Nondeterminism—why did it take so long?

Michael Rabin and Dana Scott won the 1976 Turing Award. They obtained their PhD under Alonzo Church in 1957 and 1958, respectively. They are the only Turing-recognized students of Church—unless you count Alan Turing himself (1938).

Today we talk about their 1959 paper “Finite Automata and Their Decision Problems,” which was specifically cited in their award.

I believe I met each of these other famous students of Church at least once:

• Peter Andrews 1964
• Martin Davis 1950
• Stephen Kleene 1934
• Simon Kochen 1959
• Hartley Rogers 1952
• Barkley Rosser 1934
• Raymond Smullyan 1959

Of these, Peter was special to me first: I took a class from him when I was a graduate student at CMU. He was a great lecturer—I will say more about him soon.

Ken and I have just noticed while writing that Martin Davis passed away at the beginning of this month—see this memorial. We saw him and Scott speak at the 2012 Turing centennial event in Princeton.

We have mentioned Rabin and Scott together several times on this blog at least in passing, and we said more about Dana’s work in logic long ago here. Michael—I’m more used to calling him Rabin in writing—became absolutely central to computational complexity and more besides. He has won just about every award for theory, and we have discussed his work several times:

Talking About Their Paper

The Turing award citation says:

…for their joint paper “Finite Automata and Their Decision Problem,” which introduced the idea of nondeterministic machines, which has proved to be an enormously valuable concept.

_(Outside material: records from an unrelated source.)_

use std::cell::RefCell;
use std::rc::Rc;

use gtk4 as gtk;
use gtk4::prelude::*;
use tracing::warn;

use crate::api::GaugeEngine;
use crate::core::{Viewport, expected_height_from_width};
use crate::error::GaugeResult;
use crate::render::{CairoContextRenderer, Renderer};

/// Embeds a [`GaugeEngine`] into a GTK4 `DrawingArea`.
///
/// Every draw callback reports the allocated size to the engine before
/// painting, so resizes reach the layout engine without a separate signal.
/// Value changes only queue a redraw; GTK merges queued draws into one frame.
pub struct GtkGaugeAdapter<R: Renderer + CairoContextRenderer + 'static> {
    engine: Rc<RefCell<GaugeEngine<R>>>,
    drawing_area: gtk::DrawingArea,
}

impl<R: Renderer + CairoContextRenderer + 'static> GtkGaugeAdapter<R> {
    #[must_use]
    pub fn new(engine: GaugeEngine<R>) -> Self {
        let engine = Rc::new(RefCell::new(engine));
        let drawing_area = gtk::DrawingArea::new();
        drawing_area.set_hexpand(true);
        drawing_area.set_vexpand(true);

        let draw_engine = Rc::clone(&engine);
        drawing_area.set_draw_func(move |_area, context, width, height| {
            let mut engine = draw_engine.borrow_mut();
            engine.set_viewport(Viewport::new(
                u32::try_from(width).unwrap_or(0),
                u32::try_from(height).unwrap_or(0),
            ));
            if let Err(err) = engine.render_on_cairo_context(context) {
                warn!(error = %err, "gauge draw failed");
            }
        });

        Self {
            engine,
            drawing_area,
        }
    }

    #[must_use]
    pub fn drawing_area(&self) -> &gtk::DrawingArea {
        &self.drawing_area
    }

    #[must_use]
    pub fn engine(&self) -> Rc<RefCell<GaugeEngine<R>>> {
        Rc::clone(&self.engine)
    }

    pub fn set_current_value(&self, value: i64) {
        self.engine.borrow_mut().set_current_value(value);
        self.drawing_area.queue_draw();
    }

    pub fn set_max_value(&self, max_value: i64) -> GaugeResult<()> {
        self.engine.borrow_mut().set_max_value(max_value)?;
        self.drawing_area.queue_draw();
        Ok(())
    }

    /// Requests the content height matching `width`, so the gauge is not
    /// stretched into empty space below the arc.
    pub fn request_height_for_width(&self, width: i32) {
        let padding = self.engine.borrow().padding();
        let content_width = f64::from(width) - padding.horizontal();
        if content_width <= 0.0 {
            return;
        }
        let height = expected_height_from_width(content_width) + padding.vertical();
        self.drawing_area.set_content_width(width);
        self.drawing_area.set_content_height(height.ceil() as i32);
    }
}
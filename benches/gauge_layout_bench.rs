use criterion::{Criterion, criterion_group, criterion_main};
use gauge_rs::api::{GaugeConfig, GaugeEngine};
use gauge_rs::core::{LayoutMetrics, Padding, Rect, Viewport, point_by_angle};
use gauge_rs::render::NullRenderer;
use std::hint::black_box;

fn bench_layout_compute(c: &mut Criterion) {
    let content = Rect::new(12.0, 12.0, 1_896.0, 1_056.0);

    c.bench_function("layout_compute", |b| {
        b.iter(|| LayoutMetrics::compute(black_box(content)).expect("layout"))
    });
}

fn bench_point_by_angle_sweep(c: &mut Criterion) {
    c.bench_function("point_by_angle_sweep_240", |b| {
        b.iter(|| {
            let mut acc = 0.0;
            for step in 0..=240 {
                let point = point_by_angle(black_box(300.0), -210.0 + f64::from(step));
                acc += point.x + point.y;
            }
            acc
        })
    });
}

fn bench_frame_build(c: &mut Criterion) {
    let config = GaugeConfig::default()
        .with_padding(Padding::uniform(12.0))
        .with_viewport(Viewport::new(1920, 1080));
    let mut engine = GaugeEngine::new(NullRenderer::default(), config).expect("engine init");

    c.bench_function("frame_build_and_render", |b| {
        let mut value = 0;
        b.iter(|| {
            value = (value + 7) % 300;
            engine.set_current_value(black_box(value));
            engine.render().expect("render")
        })
    });
}

criterion_group!(
    benches,
    bench_layout_compute,
    bench_point_by_angle_sweep,
    bench_frame_build
);
criterion_main!(benches);
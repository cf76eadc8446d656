use tracing::trace;

use crate::core::{LayoutMetrics, point_around, point_by_angle};
use crate::error::GaugeResult;
use crate::render::{
    ArcPrimitive, CirclePrimitive, ConicGradient, PolygonPrimitive, RenderFrame, Renderer,
    TextHAlign, TextPrimitive,
};

use super::GaugeEngine;

/// Label text for `value`, e.g. `"42 km/h"`.
#[must_use]
pub fn format_value_label(value: i64, unit_label: &str) -> String {
    if unit_label.is_empty() {
        value.to_string()
    } else {
        format!("{value} {unit_label}")
    }
}

impl<R: Renderer> GaugeEngine<R> {
    /// Materializes the scene for the current state.
    ///
    /// Returns `None` while there is no usable layout (no drawing area yet, or
    /// the latest one was degenerate).
    pub fn build_render_frame(&self) -> GaugeResult<Option<RenderFrame>> {
        let (Some(viewport), Some(metrics)) = (self.viewport(), self.drawable_metrics()) else {
            return Ok(None);
        };

        let [zero_label, max_label] = self.build_scale_labels(&metrics);
        let (hub, pointer) = self.build_needle(&metrics);
        let frame = RenderFrame::new(viewport)
            .with_arc(self.build_scale_arc(&metrics)?)
            .with_text(self.build_value_label(&metrics))
            .with_text(zero_label)
            .with_text(max_label)
            .with_circle(hub)
            .with_polygon(pointer);

        trace!(
            arcs = frame.arcs.len(),
            texts = frame.texts.len(),
            circles = frame.circles.len(),
            polygons = frame.polygons.len(),
            "built gauge frame"
        );
        Ok(Some(frame))
    }

    fn build_scale_arc(&self, metrics: &LayoutMetrics) -> GaugeResult<ArcPrimitive> {
        let gradient =
            ConicGradient::new(metrics.center_x, metrics.center_y, self.style.color_stops())?;
        Ok(ArcPrimitive {
            center_x: metrics.center_x,
            center_y: metrics.center_y,
            radius: metrics.scale_radius,
            start_angle: self.scale.start_angle(),
            sweep_angle: self.scale.sweep_angle(),
            stroke_width: metrics.stroke_width,
            gradient,
        })
    }

    /// Current value, centered horizontally, on the level of the arc's start.
    fn build_value_label(&self, metrics: &LayoutMetrics) -> TextPrimitive {
        let start = point_by_angle(metrics.scale_radius, self.scale.start_angle());
        TextPrimitive::new(
            format_value_label(self.current_value, &self.unit_label),
            metrics.center_x,
            metrics.center_y + start.y,
            metrics.value_font_size,
            self.style.text_color,
            TextHAlign::Center,
        )
    }

    /// Zero and max labels hanging just below the two ends of the arc.
    fn build_scale_labels(&self, metrics: &LayoutMetrics) -> [TextPrimitive; 2] {
        let zero_text = format_value_label(0, &self.unit_label);
        let zero_height = self
            .renderer
            .measure_text(&zero_text, metrics.scale_font_size)
            .height;
        let start = point_by_angle(metrics.scale_radius, self.scale.start_angle());
        let zero = TextPrimitive::new(
            zero_text,
            metrics.scale_rect.left(),
            metrics.center_y + start.y + metrics.stroke_width / 2.0 + zero_height,
            metrics.scale_font_size,
            self.style.text_color,
            TextHAlign::Left,
        );

        let max_text = format_value_label(self.max_value.get(), &self.unit_label);
        let max_height = self
            .renderer
            .measure_text(&max_text, metrics.scale_font_size)
            .height;
        let end = point_by_angle(metrics.scale_radius, self.scale.end_angle());
        let max = TextPrimitive::new(
            max_text,
            metrics.scale_rect.right(),
            metrics.center_y + end.y + metrics.stroke_width / 2.0 + max_height,
            metrics.scale_font_size,
            self.style.text_color,
            TextHAlign::Right,
        );

        [zero, max]
    }

    /// Hub circle plus the pointer triangle: two base vertices perpendicular
    /// to the needle direction and the apex on the needle radius.
    fn build_needle(&self, metrics: &LayoutMetrics) -> (CirclePrimitive, PolygonPrimitive) {
        let (cx, cy) = (metrics.center_x, metrics.center_y);
        let angle = self.needle_angle();
        let color = self.style.needle_color;

        let hub = CirclePrimitive::new(cx, cy, metrics.needle_hub_radius, color);
        let pointer = PolygonPrimitive::new(
            [
                point_around(cx, cy, metrics.needle_base_half_width, angle - 90.0),
                point_around(cx, cy, metrics.needle_base_half_width, angle + 90.0),
                point_around(cx, cy, metrics.needle_radius, angle),
            ],
            color,
        );
        (hub, pointer)
    }
}

#[cfg(test)]
mod tests {
    use super::format_value_label;

    #[test]
    fn labels_join_value_and_unit() {
        assert_eq!(format_value_label(42, "km/h"), "42 km/h");
        assert_eq!(format_value_label(-3, "rpm"), "-3 rpm");
        assert_eq!(format_value_label(7, ""), "7");
    }
}
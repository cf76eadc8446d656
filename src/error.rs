use thiserror::Error;

pub type GaugeResult<T> = Result<T, GaugeError>;

#[derive(Debug, Error)]
pub enum GaugeError {
    #[error("invalid gauge configuration: max value must be > 0, got {max_value}")]
    Configuration { max_value: i64 },

    #[error("degenerate layout area: width={width}, height={height}")]
    DegenerateLayout { width: f64, height: f64 },

    #[error("invalid data: {0}")]
    InvalidData(String),

    #[error("render backend failure: {0}")]
    Backend(String),
}
mod frame;
mod gradient;
mod null_renderer;
mod primitives;
mod text;

pub use frame::RenderFrame;
pub use gradient::{ColorStop, ConicGradient, validate_color_stops};
pub use null_renderer::NullRenderer;
pub use primitives::{
    ArcPrimitive, CirclePrimitive, Color, PolygonPrimitive, TextHAlign, TextPrimitive,
};
pub use text::{
    ESTIMATED_GLYPH_ADVANCE_EM, ESTIMATED_INK_HEIGHT_EM, TextMetrics, estimate_text_metrics,
};

use crate::error::GaugeResult;

/// Contract implemented by any rendering backend.
///
/// Backends receive a fully materialized, deterministic `RenderFrame` so
/// drawing code stays isolated from gauge layout and state. Label placement
/// depends on text size, so backends may also report real font metrics.
pub trait Renderer {
    fn render(&mut self, frame: &RenderFrame) -> GaugeResult<()>;

    /// Ink bounds of `text` at `font_size_px`. Defaults to a font-independent
    /// estimate.
    fn measure_text(&self, text: &str, font_size_px: f64) -> TextMetrics {
        estimate_text_metrics(text, font_size_px)
    }
}

#[cfg(feature = "cairo-backend")]
mod cairo_backend;
#[cfg(feature = "cairo-backend")]
pub use cairo_backend::{CairoContextRenderer, CairoRenderStats, CairoRenderer};
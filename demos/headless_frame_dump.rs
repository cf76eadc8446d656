use gauge_rs::api::{GaugeConfig, GaugeEngine};
use gauge_rs::core::{Padding, Viewport};
use gauge_rs::render::NullRenderer;

fn main() -> Result<(), Box<dyn std::error::Error>> {
    let config = GaugeConfig::default()
        .with_padding(Padding::uniform(8.0))
        .with_viewport(Viewport::new(640, 400));
    let mut engine = GaugeEngine::new(NullRenderer::default(), config)?;

    for value in [0, 60, 150, 300] {
        engine.set_current_value(value);
        engine.render()?;
        println!("value={value:>3} needle angle={:>7.2}°", engine.needle_angle());
    }

    if let Some(metrics) = engine.layout_metrics() {
        println!("{}", serde_json::to_string_pretty(&metrics)?);
    }

    let renderer = engine.into_renderer();
    if let Some(frame) = renderer.last_frame {
        for text in &frame.texts {
            println!("label `{}` at ({:.1}, {:.1})", text.text, text.x, text.y);
        }
        for polygon in &frame.polygons {
            println!("needle vertices: {:?}", polygon.points);
        }
    }

    Ok(())
}
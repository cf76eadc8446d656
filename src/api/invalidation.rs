use serde::{Deserialize, Serialize};

/// Ordered repaint classes. Merging keeps the highest one, so any burst of
/// state changes between two frames collapses into a single pending repaint.
#[derive(Debug, Clone, Copy, PartialEq, Eq, PartialOrd, Ord, Serialize, Deserialize, Default)]
pub enum InvalidationLevel {
    #[default]
    None,
    /// Value or max value changed; layout metrics are still valid.
    Value,
    /// Drawing area, padding or style changed.
    Layout,
}

impl InvalidationLevel {
    #[must_use]
    pub const fn max(self, other: Self) -> Self {
        if self as u8 >= other as u8 {
            self
        } else {
            other
        }
    }

    #[must_use]
    pub const fn is_none(self) -> bool {
        matches!(self, Self::None)
    }
}

/// Outcome of one render request.
#[derive(Debug, Clone, Copy, PartialEq, Eq, Serialize, Deserialize)]
pub enum RenderOutcome {
    /// A frame was built and handed to the renderer.
    Drawn,
    /// No usable layout: the drawing area is degenerate or was never set.
    Skipped,
    /// Nothing was pending, so no frame was needed.
    UpToDate,
}

#[cfg(test)]
mod tests {
    use super::InvalidationLevel;

    #[test]
    fn merge_preserves_highest_level() {
        let mut level = InvalidationLevel::None;
        level = level.max(InvalidationLevel::Value);
        assert_eq!(level, InvalidationLevel::Value);

        level = level.max(InvalidationLevel::Layout);
        level = level.max(InvalidationLevel::Value);
        assert_eq!(level, InvalidationLevel::Layout);
        assert!(!level.is_none());
    }
}
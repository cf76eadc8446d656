use serde::{Deserialize, Serialize};

use crate::error::{GaugeError, GaugeResult};

/// Full size of the host drawing area in pixels, padding included.
#[derive(Debug, Clone, Copy, PartialEq, Eq, Serialize, Deserialize)]
pub struct Viewport {
    pub width: u32,
    pub height: u32,
}

impl Viewport {
    #[must_use]
    pub fn new(width: u32, height: u32) -> Self {
        Self { width, height }
    }

    #[must_use]
    pub fn is_valid(self) -> bool {
        self.width > 0 && self.height > 0
    }

    /// Area left for drawing once `padding` is removed from every edge.
    ///
    /// The result may have non-positive extents when padding exceeds the
    /// viewport; the layout engine rejects such rectangles.
    #[must_use]
    pub fn content_rect(self, padding: Padding) -> Rect {
        let left = padding.left;
        let top = padding.top;
        let right = f64::from(self.width) - padding.right;
        let bottom = f64::from(self.height) - padding.bottom;
        Rect::new(left, top, right - left, bottom - top)
    }
}

/// Per-edge padding in pixels.
#[derive(Debug, Clone, Copy, PartialEq, Default, Serialize, Deserialize)]
pub struct Padding {
    pub left: f64,
    pub top: f64,
    pub right: f64,
    pub bottom: f64,
}

impl Padding {
    #[must_use]
    pub const fn new(left: f64, top: f64, right: f64, bottom: f64) -> Self {
        Self {
            left,
            top,
            right,
            bottom,
        }
    }

    #[must_use]
    pub const fn uniform(value: f64) -> Self {
        Self::new(value, value, value, value)
    }

    #[must_use]
    pub fn horizontal(self) -> f64 {
        self.left + self.right
    }

    #[must_use]
    pub fn vertical(self) -> f64 {
        self.top + self.bottom
    }

    /// Every edge must be finite and non-negative.
    pub fn validate(self) -> GaugeResult<()> {
        for (edge, value) in [
            ("left", self.left),
            ("top", self.top),
            ("right", self.right),
            ("bottom", self.bottom),
        ] {
            if !value.is_finite() || value < 0.0 {
                return Err(GaugeError::InvalidData(format!(
                    "padding `{edge}` must be finite and >= 0"
                )));
            }
        }
        Ok(())
    }
}

/// Axis-aligned rectangle in pixel space.
#[derive(Debug, Clone, Copy, PartialEq, Serialize, Deserialize)]
pub struct Rect {
    pub x: f64,
    pub y: f64,
    pub width: f64,
    pub height: f64,
}

impl Rect {
    #[must_use]
    pub const fn new(x: f64, y: f64, width: f64, height: f64) -> Self {
        Self {
            x,
            y,
            width,
            height,
        }
    }

    #[must_use]
    pub fn left(self) -> f64 {
        self.x
    }

    #[must_use]
    pub fn top(self) -> f64 {
        self.y
    }

    #[must_use]
    pub fn right(self) -> f64 {
        self.x + self.width
    }

    #[must_use]
    pub fn bottom(self) -> f64 {
        self.y + self.height
    }

    #[must_use]
    pub fn contains(self, x: f64, y: f64) -> bool {
        x >= self.left() && x <= self.right() && y >= self.top() && y <= self.bottom()
    }

    /// True when both extents are finite and strictly positive.
    #[must_use]
    pub fn has_area(self) -> bool {
        self.width.is_finite() && self.height.is_finite() && self.width > 0.0 && self.height > 0.0
    }
}

#[cfg(test)]
mod tests {
    use super::{Padding, Viewport};

    #[test]
    fn content_rect_subtracts_padding_on_every_edge() {
        let rect = Viewport::new(400, 300).content_rect(Padding::new(10.0, 20.0, 30.0, 40.0));
        assert_eq!(rect.left(), 10.0);
        assert_eq!(rect.top(), 20.0);
        assert_eq!(rect.right(), 370.0);
        assert_eq!(rect.bottom(), 260.0);
    }

    #[test]
    fn oversized_padding_yields_rect_without_area() {
        let rect = Viewport::new(40, 40).content_rect(Padding::uniform(25.0));
        assert!(!rect.has_area());
    }

    #[test]
    fn padding_edges_must_be_finite_and_non_negative() {
        assert!(Padding::uniform(0.0).validate().is_ok());
        assert!(Padding::new(4.0, 0.0, 4.0, 12.5).validate().is_ok());
        assert!(Padding::new(-1.0, 0.0, 0.0, 0.0).validate().is_err());
        assert!(Padding::new(0.0, 0.0, 0.0, f64::INFINITY).validate().is_err());
        assert!(Padding::new(0.0, f64::NAN, 0.0, 0.0).validate().is_err());
    }
}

Their (Scott & Rabin) classic paper has been a continuous source of inspiration for subsequent work in this field.

Whoops—are we the first to notice the typo of the missing ‘s’ from “Problems” in the paper title? It is reproduced in Wikipedia’s version. We have fingered (C)ACM editing several times recently.

Scott’s Turing Award description also says:

Computational complexity theory is the study of what is possible to calculate given a specific set of resources … Scott and Rabin’s concept of nondeterministic machines has proved extremely productive in this research area.

Yet both Rabin and Scott avoided covering the paper in their Turing Award lectures. Scott talked about his subsequent work on logics for programming. Rabin titled his talk “Complexity of Computations.” This was in accord with what he relates starting from this point of a 2015 CACM interview about his Turing Award implicitly also recognizing his 1960 paper, “Degree of Difficulty of Computing a Function and a Partial Ordering of Recursive Sets.” However, even in the expanded version of Rabin’s lecture which CACM published (searchable copy), the word “nondeterministic” is absent, and “NP” is mentioned only as part of “P = NP” twice in passing. What gives?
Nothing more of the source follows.